Sandra Gómez, Commercial Analytics Director Latam de Kantar
La velocidad del performance digital ha comprimido los tiempos de decisión y elevado la presión por resultados inmediatos. En ese escenario, el liderazgo en Analytics ya no consiste solo en optimizar métricas, sino en proteger la construcción de marca frente al corto plazo. Para Sandra Gómez, Commercial Analytics Director para Latam de Kantar, la clave no está en resistirse a la tecnología, sino en dirigirla con propósito.
Para Gómez, sostener decisiones estratégicas cuando la data en tiempo real presiona por resultados inmediatos, parte de un principio esencial: escuchar profundamente las necesidades del negocio y de los consumidores.
“Los algoritmos son herramientas, no fines. Existen modelos diseñados para optimizar resultados inmediatos y otros orientados a capturar valor en el largo plazo. El verdadero desafío está en construir una combinación balanceada entre ambas miradas”, afirma.
Desde su perspectiva, cuando la organización mantiene la mirada anclada en el objetivo estratégico —construcción de marca y conexión cultural— el cortoplacismo pierde fuerza. Pero esa coherencia no ocurre automáticamente. “Esa conexión no la generan los algoritmos por sí solos: requiere liderazgo, una mirada amplia e integradora capaz de contextualizar los datos y traducirlos en decisiones estratégicas”, destaca.
En la conversación sobre inteligencia artificial y automatización, Gómez introduce una advertencia clara: delegar completamente la decisión a los modelos matemáticos es un error estructural.

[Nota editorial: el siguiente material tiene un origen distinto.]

use serde::{Deserialize, Serialize};

/// Network association state of the node.
#[derive(Serialize, Deserialize, Clone, Copy, Debug, Default, PartialEq, Eq)]
#[serde(rename_all = "snake_case")]
pub enum LinkState {
    #[default]
    Down,
    Connecting,
    Up,
}

impl LinkState {
    pub const fn is_up(&self) -> bool {
        matches!(self, Self::Up)
    }
}

impl core::fmt::Display for LinkState {
    fn fmt(&self, f: &mut core::fmt::Formatter<'_>) -> core::fmt::Result {
        f.write_str(match self {
            Self::Down => "down",
            Self::Connecting => "connecting",
            Self::Up => "up",
        })
    }
}

/// Result of one HTTP delivery attempt.
#[derive(Serialize, Deserialize, Clone, Copy, Debug, PartialEq, Eq)]
#[serde(rename_all = "snake_case")]
pub enum DeliveryOutcome {
    /// The collector answered 200 or 201.
    Delivered,
    /// The collector answered with any other status.
    ServerRejected,
    /// No response could be obtained (DNS, connect, timeout, I/O).
    TransportFailed,
}

impl DeliveryOutcome {
    pub const fn from_status(status: u16) -> Self {
        match status {
            200 | 201 => Self::Delivered,
            _ => Self::ServerRejected,
        }
    }
}

impl core::fmt::Display for DeliveryOutcome {
    fn fmt(&self, f: &mut core::fmt::Formatter<'_>) -> core::fmt::Result {
        f.write_str(match self {
            Self::Delivered => "delivered",
            Self::ServerRejected => "server rejected",
            Self::TransportFailed => "transport failed",
        })
    }
}
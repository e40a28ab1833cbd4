//! Boundaries between the pipeline and the platform it runs on.
//!
//! LED pins and blocking delays use the `embedded-hal` traits directly. The
//! traits below cover what `embedded-hal` has no vocabulary for. Each platform
//! (ESP-IDF firmware, host simulator, test doubles) supplies its own adapters.

use core::fmt::Display;
use core::time::Duration;

use chrono::{DateTime, Utc};

/// The network interface the node associates with (Wi-Fi station, Ethernet).
pub trait Radio {
    type Error: Display;

    /// Whether the interface currently holds an association with an address.
    fn is_connected(&mut self) -> bool;

    /// One blocking association attempt. Completes within the driver's own
    /// timeout.
    fn connect(&mut self) -> Result<(), Self::Error>;
}

/// A combined temperature and relative humidity sensor.
pub trait Hygrometer {
    type Error: Display;

    /// Human readable part name, used in logs and error events.
    fn model(&self) -> &str;

    /// One acquisition: `(temperature_celsius, humidity_percent)`. Drivers
    /// that report failures as NaN may return `Ok` with NaN values.
    fn measure(&mut self) -> Result<(f32, f32), Self::Error>;
}

/// A network-synchronised wall clock.
pub trait WallClock {
    type Error: Display;

    /// Resolves the current UTC time, giving up after `timeout`.
    fn utc_now(&mut self, timeout: Duration) -> Result<DateTime<Utc>, Self::Error>;
}

/// A monotonic millisecond counter that wraps at `u32::MAX`.
pub trait Monotonic {
    fn now_ms(&self) -> u32;
}

/// Status line and body of an HTTP response.
#[derive(Clone, Debug, PartialEq, Eq)]
pub struct HttpResponse {
    pub status: u16,
    pub body: String,
}

/// Failures that leave the node without any response from the collector.
#[derive(Debug, thiserror::Error)]
pub enum TransportError {
    #[error("could not resolve {0}")]
    Dns(String),
    #[error("connection failed: {0}")]
    Connect(String),
    #[error("request timed out")]
    Timeout,
    #[error("i/o error: {0}")]
    Io(String),
}

/// Blocking HTTP client used for telemetry delivery.
pub trait HttpTransport {
    /// Sends a single `POST` with a JSON body. Any response that arrives,
    /// whatever its status, is `Ok`.
    fn post_json(&mut self, url: &str, body: &[u8]) -> Result<HttpResponse, TransportError>;
}
//! Cooperative fixed-interval loop.

use embedded_hal::delay::DelayNs;
use log::info;

use crate::node::{CycleReport, Pipeline};
use crate::ports::Monotonic;

/// Decides when the next cycle is due on a wrapping millisecond counter.
///
/// Elapsed time is `now - last` in wrapping arithmetic, so the counter rolling
/// over past `u32::MAX` never stalls the schedule. This holds for any `u32`
/// period as long as the timer is checked at least once per counter wrap.
#[derive(Clone, Copy, Debug, PartialEq, Eq)]
pub struct IntervalTimer {
    period_ms: u32,
    last_ms: Option<u32>,
}

impl IntervalTimer {
    /// A timer whose first check is already due.
    pub const fn new(period_ms: u32) -> Self {
        Self {
            period_ms,
            last_ms: None,
        }
    }

    pub fn is_due(&self, now_ms: u32) -> bool {
        match self.last_ms {
            None => true,
            Some(last) => now_ms.wrapping_sub(last) >= self.period_ms,
        }
    }

    /// Starts the next period at `now_ms`.
    pub fn mark(&mut self, now_ms: u32) {
        self.last_ms = Some(now_ms);
    }

    pub fn remaining_ms(&self, now_ms: u32) -> u32 {
        match self.last_ms {
            None => 0,
            Some(last) => self.period_ms.saturating_sub(now_ms.wrapping_sub(last)),
        }
    }
}

pub struct Scheduler<M, D> {
    clock: M,
    delay: D,
    timer: IntervalTimer,
    poll_interval_ms: u32,
}

impl<M: Monotonic, D: DelayNs> Scheduler<M, D> {
    pub fn new(clock: M, delay: D, interval_ms: u32, poll_interval_ms: u32) -> Self {
        Self {
            clock,
            delay,
            timer: IntervalTimer::new(interval_ms),
            poll_interval_ms,
        }
    }

    /// One wake-up: runs a cycle when it is due, otherwise only watches the
    /// link.
    pub fn poll<N: Pipeline>(&mut self, node: &mut N) -> Option<CycleReport> {
        let now = self.clock.now_ms();
        if !self.timer.is_due(now) {
            node.watch_link();
            return None;
        }

        self.timer.mark(now);
        let report = node.run_cycle();
        info!(
            "Next cycle in {} ms",
            self.timer.remaining_ms(self.clock.now_ms())
        );
        Some(report)
    }

    /// Polls until `done` accepts a report.
    pub fn run_until<N, F>(&mut self, node: &mut N, mut done: F) -> CycleReport
    where
        N: Pipeline,
        F: FnMut(&CycleReport) -> bool,
    {
        loop {
            if let Some(report) = self.poll(node) {
                if done(&report) {
                    return report;
                }
            }
            self.delay.delay_ms(self.poll_interval_ms);
        }
    }

    /// The node's main loop. Never returns.
    pub fn run<N: Pipeline>(&mut self, node: &mut N) -> ! {
        loop {
            self.poll(node);
            self.delay.delay_ms(self.poll_interval_ms);
        }
    }
}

“Si dejamos que los algoritmos decidan por sí mismos, estamos cometiendo un error fundamental. Los modelos matemáticos existen para acompañar la toma de decisiones, no para sustituirla”.
En ese escenario, el liderazgo femenino juega un papel determinante. Según Gómez, la creciente presencia de mujeres en posiciones estratégicas está influyendo directamente en cómo se definen los criterios de éxito en una campaña.
“Los análisis, criterios y decisiones estratégicas están inevitablemente atravesados por una mirada construida desde la experiencia femenina, enriqueciendo la definición de qué significa ‘éxito’”, subraya.
Además, el peso económico del consumidor femenino también está reconfigurando el aprendizaje algorítmico. Incluso en campañas dirigidas a audiencias generales, los modelos comienzan a incorporar —de forma natural— insights y expectativas provenientes de la experiencia femenina.
“La sinergia entre análisis riguroso y sensibilidad humana es lo que permite construir campañas verdaderamente efectivas”.
La tercera tensión clave en el liderazgo actual es cómo evitar que la data conduzca a fórmulas repetitivas que optimizan conversión pero erosionan diferenciación.
Históricamente, los modelos de ROI se centraron casi exclusivamente en la conversión, dejando a la intuición creativa el rol de compensar esa visión limitada. Hoy, el panorama es distinto.
“Hoy contamos con la capacidad de evaluar creatividades en cuestión de horas, integrando métricas de impacto emocional en las audiencias. Apoyados en inteligencia artificial podemos medir de forma frecuente y masiva millones de piezas”, resalta.
Para Gómez, la evolución más relevante está en la integración de la calidad creativa dentro de los modelos de medición. “Cuando puedes comparar ROIs considerando estas dimensiones, la intuición deja de ser un acto de fe y se convierte en una intuición informada, respaldada por data”.
Ahí es donde, según Gómez, el liderazgo femenino encuentra una ventaja estratégica: integrar análisis, sensibilidad cultural y visión de negocio en una sola decisión.
“En una industria donde la velocidad tecnológica crece exponencialmente, la diferencia no está en quién tiene más datos, sino en quién sabe interpretarlos con criterio. Y en ese espacio, el liderazgo femenino en Analytics ya no es complementario: es estructural”, concluye.